Chile: Consequences for Non-Compliance with Covid-19 Protocol Policy
Under Law No 21.342, any employer seeking to return to on-site work, must have an Occupational Health and Safety Covid-19 Protocol plan in place, with some mandatory regulations.
Santiago’s Court of Appeals denied a recourse seeking to reverse a ruling of the First Labour Court of Santiago. The first-degree Court rejected an unjustified dismissal claim by a former employee.
In this case, the former employee went to work on 3 January 2021, despite being in close contact with a suspected Covid-19 infected person. The employer terminated the employment with cause, based on reckless acts or negligence that can put the health of other employees in danger. According to this dismissal ground, the employee was not entitled to any severance payment.
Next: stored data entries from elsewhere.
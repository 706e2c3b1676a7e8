//! Единая критическая секция над залом.
//!
//! Каждая операция (`book`, `cancel`, `list_booked`, `reset`) выполняется
//! целиком под одним `tokio::sync::Mutex`, поэтому два конкурентных вызова
//! не могут оба увидеть место свободным и оба вернуть успех.

use serde::Serialize;
use std::sync::Arc;
use std::time::Duration;
use tokio::sync::{broadcast, Mutex, MutexGuard};
use tracing::{info, instrument, warn};

use crate::error::{BookingError, BookingResult};
use crate::inventory::SeatInventory;
use crate::models::{Booking, Seat};
use crate::store::SeatStore;

/// Изменение состояния зала, рассылаемое подписчикам.
#[derive(Debug, Clone, PartialEq, Eq, Serialize)]
#[serde(tag = "event", rename_all = "snake_case")]
pub enum SeatEvent {
    Booked { seat: u32, user: String },
    Cancelled { seat: u32 },
    Reset,
}

/// Верхняя граница буфера событий; `broadcast::channel` паникует на
/// ёмкости больше `usize::MAX / 2`.
pub const MAX_EVENT_BUFFER: usize = 1 << 16;

#[derive(Debug, Clone)]
pub struct FacadeOptions {
    /// Сколько ждать блокировку; `None` - ждать сколько угодно
    pub lock_timeout: Option<Duration>,
    /// Размер буфера событий для медленных подписчиков
    pub event_buffer: usize,
}

impl Default for FacadeOptions {
    fn default() -> Self {
        Self {
            lock_timeout: None,
            event_buffer: 64,
        }
    }
}

struct Shared<S> {
    inventory: Mutex<SeatInventory<S>>,
    events: broadcast::Sender<SeatEvent>,
    lock_timeout: Option<Duration>,
    total_tickets: u32,
}

pub struct BookingFacade<S> {
    shared: Arc<Shared<S>>,
}

impl<S> Clone for BookingFacade<S> {
    fn clone(&self) -> Self {
        Self {
            shared: Arc::clone(&self.shared),
        }
    }
}

impl<S: SeatStore> BookingFacade<S> {
    pub fn new(store: S) -> BookingResult<Self> {
        Self::with_options(store, FacadeOptions::default())
    }

    pub fn with_options(store: S, options: FacadeOptions) -> BookingResult<Self> {
        let inventory = SeatInventory::new(store)?;
        let total_tickets = inventory.total_tickets();
        let (events, _) = broadcast::channel(options.event_buffer.clamp(1, MAX_EVENT_BUFFER));

        Ok(Self {
            shared: Arc::new(Shared {
                inventory: Mutex::new(inventory),
                events,
                lock_timeout: options.lock_timeout,
                total_tickets,
            }),
        })
    }

    pub fn total_tickets(&self) -> u32 {
        self.shared.total_tickets
    }

    pub fn subscribe(&self) -> broadcast::Receiver<SeatEvent> {
        self.shared.events.subscribe()
    }

    async fn acquire(&self) -> BookingResult<MutexGuard<'_, SeatInventory<S>>> {
        match self.shared.lock_timeout {
            Some(limit) => tokio::time::timeout(limit, self.shared.inventory.lock())
                .await
                .map_err(|_| {
                    warn!(?limit, "Booking lock acquisition timed out");
                    BookingError::LockTimeout(limit)
                }),
            None => Ok(self.shared.inventory.lock().await),
        }
    }

    // Событие уходит до снятия блокировки, поэтому подписчики видят их
    // в том же порядке, в каком выполнялись операции
    fn notify(&self, event: SeatEvent) {
        // ошибка send означает только отсутствие подписчиков
        let _ = self.shared.events.send(event);
    }

    #[instrument(skip(self), level = "debug")]
    pub async fn book(&self, seat: u32, user: &str) -> BookingResult<bool> {
        let mut inventory = self.acquire().await?;
        let booked = inventory.book(seat, user).await?;
        if booked {
            info!(seat, user, "Seat booked");
            self.notify(SeatEvent::Booked {
                seat,
                user: user.to_string(),
            });
        }
        Ok(booked)
    }

    #[instrument(skip(self), level = "debug")]
    pub async fn cancel(&self, seat: u32) -> BookingResult<bool> {
        let mut inventory = self.acquire().await?;
        let cancelled = inventory.cancel(seat).await?;
        if cancelled {
            info!(seat, "Booking cancelled");
            self.notify(SeatEvent::Cancelled { seat });
        }
        Ok(cancelled)
    }

    /// Снимок занятых мест по возрастанию номера. Блокировка держится
    /// только на время чтения.
    pub async fn list_booked(&self) -> BookingResult<Vec<Booking>> {
        self.acquire().await?.list_booked().await
    }

    /// Снимок всех мест, включая свободные.
    pub async fn seats(&self) -> BookingResult<Vec<Seat>> {
        self.acquire().await?.seats().await
    }

    #[instrument(skip(self), level = "debug")]
    pub async fn reset(&self) -> BookingResult<()> {
        let mut inventory = self.acquire().await?;
        inventory.reset().await?;
        info!("All bookings reset");
        self.notify(SeatEvent::Reset);
        Ok(())
    }

    pub async fn close(&self) {
        let mut inventory = self.shared.inventory.lock().await;
        inventory.close().await;
    }

    #[cfg(test)]
    pub(crate) async fn hold_lock(&self) -> MutexGuard<'_, SeatInventory<S>> {
        self.shared.inventory.lock().await
    }
}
The Court declared that the dismissal was justified, since the company had provided and informed all its employees about the protocols in the event that they should have close contact with someone who is possibly infected with the coronavirus. Under said protocol, any employee in this situation is required to self-quarantine until a positive Covid-19 test result is ruled out.
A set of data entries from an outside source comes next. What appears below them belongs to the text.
//! Зал фиксированного размера и переходы состояния мест.
//!
//! `SeatInventory` сам не синхронизирован: каждая операция - это
//! последовательность "прочитать, решить, записать", и атомарной её делает
//! `BookingFacade`, который держит инвентарь под единой блокировкой.

use chrono::Utc;
use tracing::debug;

use crate::error::{BookingError, BookingResult};
use crate::models::{Booking, Seat};
use crate::store::SeatStore;

pub struct SeatInventory<S> {
    store: S,
    total_tickets: u32,
}

impl<S: SeatStore> SeatInventory<S> {
    pub fn new(store: S) -> BookingResult<Self> {
        let total_tickets = store.total_tickets();
        if total_tickets == 0 {
            return Err(BookingError::EmptyInventory);
        }
        Ok(Self { store, total_tickets })
    }

    pub fn total_tickets(&self) -> u32 {
        self.total_tickets
    }

    fn check_seat(&self, seat: u32) -> BookingResult<()> {
        if seat == 0 || seat > self.total_tickets {
            return Err(BookingError::InvalidSeat {
                seat,
                total: self.total_tickets,
            });
        }
        Ok(())
    }

    /// Забронировать свободное место. `Ok(false)` - место уже занято
    /// (в том числе этим же пользователем). Имя сохраняется как передано.
    pub async fn book(&mut self, seat: u32, user: &str) -> BookingResult<bool> {
        self.check_seat(seat)?;
        if user.is_empty() {
            return Err(BookingError::InvalidUser);
        }

        let mut current = self.store.fetch(seat).await?;
        if !current.book(user, Utc::now()) {
            debug!(seat, holder = ?current.booked_by(), "Seat already booked");
            return Ok(false);
        }

        self.store.save(&current).await?;
        Ok(true)
    }

    /// Снять бронь. `Ok(false)` - место и так свободно.
    pub async fn cancel(&mut self, seat: u32) -> BookingResult<bool> {
        self.check_seat(seat)?;

        let mut current = self.store.fetch(seat).await?;
        if !current.cancel() {
            debug!(seat, "Seat is not booked");
            return Ok(false);
        }

        self.store.save(&current).await?;
        Ok(true)
    }

    pub async fn list_booked(&mut self) -> BookingResult<Vec<Booking>> {
        self.store.booked().await
    }

    pub async fn seats(&mut self) -> BookingResult<Vec<Seat>> {
        self.store.seats().await
    }

    pub async fn reset(&mut self) -> BookingResult<()> {
        self.store.clear().await
    }

    pub async fn close(&mut self) {
        self.store.close().await
    }
}
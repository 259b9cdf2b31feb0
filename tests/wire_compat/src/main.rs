fn main() {
    println!("Run `cargo test -p wire-compat` to execute wire compatibility tests.");
}

#[cfg(test)]
mod tests {
    use std::fs;
    use std::path::PathBuf;

    use busrelay_protocol::{Batch, InboundMessage, Payload, TelemetryRecord, UplinkMessage};
    use serde_json::Value;

    fn fixtures_dir() -> PathBuf {
        PathBuf::from(env!("CARGO_MANIFEST_DIR")).join("fixtures")
    }

    fn load_fixture(name: &str) -> Value {
        let path = fixtures_dir().join(name);
        let data = fs::read_to_string(&path)
            .unwrap_or_else(|e| panic!("failed to read fixture {}: {e}", path.display()));
        serde_json::from_str(&data)
            .unwrap_or_else(|e| panic!("failed to parse fixture {}: {e}", path.display()))
    }

    /// Makes `60` and `60.0` compare equal. The legacy collector emitted
    /// whole numbers as integers whenever the sensor value had no fraction.
    fn normalize_value(v: &Value) -> Value {
        match v {
            Value::Number(n) => match n.as_f64() {
                Some(f) => serde_json::json!(f),
                None => v.clone(),
            },
            Value::Object(map) => Value::Object(
                map.iter()
                    .map(|(k, v)| (k.clone(), normalize_value(v)))
                    .collect(),
            ),
            Value::Array(arr) => Value::Array(arr.iter().map(normalize_value).collect()),
            _ => v.clone(),
        }
    }

    fn assert_same_json(expected: &Value, actual: &Value, name: &str) {
        assert_eq!(
            normalize_value(expected),
            normalize_value(actual),
            "mismatch for {name}:\n  legacy: {expected}\n  ours:   {actual}"
        );
    }

    fn roundtrip_test<T>(name: &str) -> T
    where
        T: serde::de::DeserializeOwned + serde::Serialize,
    {
        let fixture = load_fixture(name);
        let parsed: T = serde_json::from_value(fixture.clone())
            .unwrap_or_else(|e| panic!("failed to deserialize {name}: {e}"));
        let reserialized = serde_json::to_value(&parsed)
            .unwrap_or_else(|e| panic!("failed to re-serialize {name}: {e}"));
        assert_same_json(&fixture, &reserialized, name);
        parsed
    }

    // --- Collector → server frames ---

    #[test]
    fn fixture_batch_frame() {
        let batch = roundtrip_test::<Batch>("batch_frame.json");
        assert_eq!(batch.count(), 3);
        assert_eq!(batch.records().len(), 3);
        assert_eq!(batch.latest().map(|r| r.reading.passengers), Some(101));
    }

    #[test]
    fn fixture_batch_frame_as_uplink_message() {
        let fixture = load_fixture("batch_frame.json");
        let batch: Batch = serde_json::from_value(fixture.clone()).unwrap();
        let sent: Value =
            serde_json::from_str(&UplinkMessage::Batch(batch).to_json().unwrap()).unwrap();
        assert_same_json(&fixture, &sent, "batch_frame.json");
    }

    #[test]
    fn fixture_single_frame() {
        let record = roundtrip_test::<TelemetryRecord>("single_frame.json");
        assert_eq!(record.reading.latitude, Some(6.9));

        let sent: Value = serde_json::from_str(
            &UplinkMessage::Single(record).to_json().unwrap(),
        )
        .unwrap();
        assert!(sent.get("type").is_none());
    }

    #[test]
    fn fixture_single_frame_without_gps() {
        let record = roundtrip_test::<TelemetryRecord>("single_frame_no_gps.json");
        assert!(record.reading.latitude.is_none());
        assert!(record.reading.longitude.is_none());
    }

    // --- Server decoding ---

    #[test]
    fn inbound_batch_collapses_to_latest() {
        let fixture = load_fixture("batch_frame.json");
        let inbound = InboundMessage::decode(&fixture.to_string());
        assert!(matches!(inbound, InboundMessage::Batch(_)));
        assert_eq!(inbound.records().len(), 3);

        let Some(Payload::Json(latest)) = inbound.into_payload() else {
            panic!("expected a JSON payload");
        };
        assert_same_json(&fixture["data"][2], &latest, "batch_frame.json latest");
    }

    #[test]
    fn inbound_single_is_forwarded_verbatim() {
        let fixture = load_fixture("single_frame.json");
        let inbound = InboundMessage::decode(&fixture.to_string());
        assert_eq!(inbound.records().len(), 1);
        assert_eq!(inbound.into_payload(), Some(Payload::Json(fixture)));
    }

    // --- REST ---

    #[test]
    fn fixture_history_response() {
        let fixture = load_fixture("history_response.json");
        let values: Vec<TelemetryRecord> =
            serde_json::from_value(fixture["values"].clone()).unwrap();
        assert_eq!(values.len(), 2);

        let rebuilt = serde_json::json!({ "values": values });
        assert_same_json(&fixture, &rebuilt, "history_response.json");
    }

    // --- Serial input ---

    #[test]
    fn fixture_serial_lines() {
        let cases = load_fixture("serial_lines.json");
        let cases = cases.as_array().expect("fixture is an array");
        for case in cases {
            let line = case["line"].as_str().unwrap();
            let parsed = busrelay_protocol::parse_line(line)
                .map(|reading| serde_json::to_value(reading).unwrap());
            match (&case["reading"], parsed) {
                (Value::Null, None) => {}
                (expected, Some(actual)) => assert_same_json(expected, &actual, line),
                (expected, None) => panic!("line rejected, expected {expected}: {line}"),
            }
        }
    }
}
//! Shared types for the busrelay collector and server.
//!
//! - [`record`]: the measurement snapshot and its timestamped form
//! - [`parser`]: turns ESP32 serial lines into readings
//! - [`message`]: JSON frames exchanged over the WebSocket link

pub mod constants;
pub mod message;
pub mod parser;
pub mod record;

pub use message::{Batch, InboundMessage, Payload, UplinkMessage};
pub use parser::{ParseError, parse_line};
pub use record::{
    BuzzerState, SensorReading, TelemetryRecord, UnknownBuzzerState, ValidationError,
    unix_timestamp,
};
Therefore, the Court concluded that the employee was duly informed of the preventive actions included in the company’s protocol policy and failed to comply with them, and, consequently, compromised the health of the other employees.
This ruling stands out for the fact that it considers non-compliance with the Occupational Health and Safety Covid-19 Protocol plan as sufficient grounds for a justified dismissal.
Key Action Points for Human Resources and In-house Counsel
Review the internal sanction process when Covid-19 protocol procedures are breached.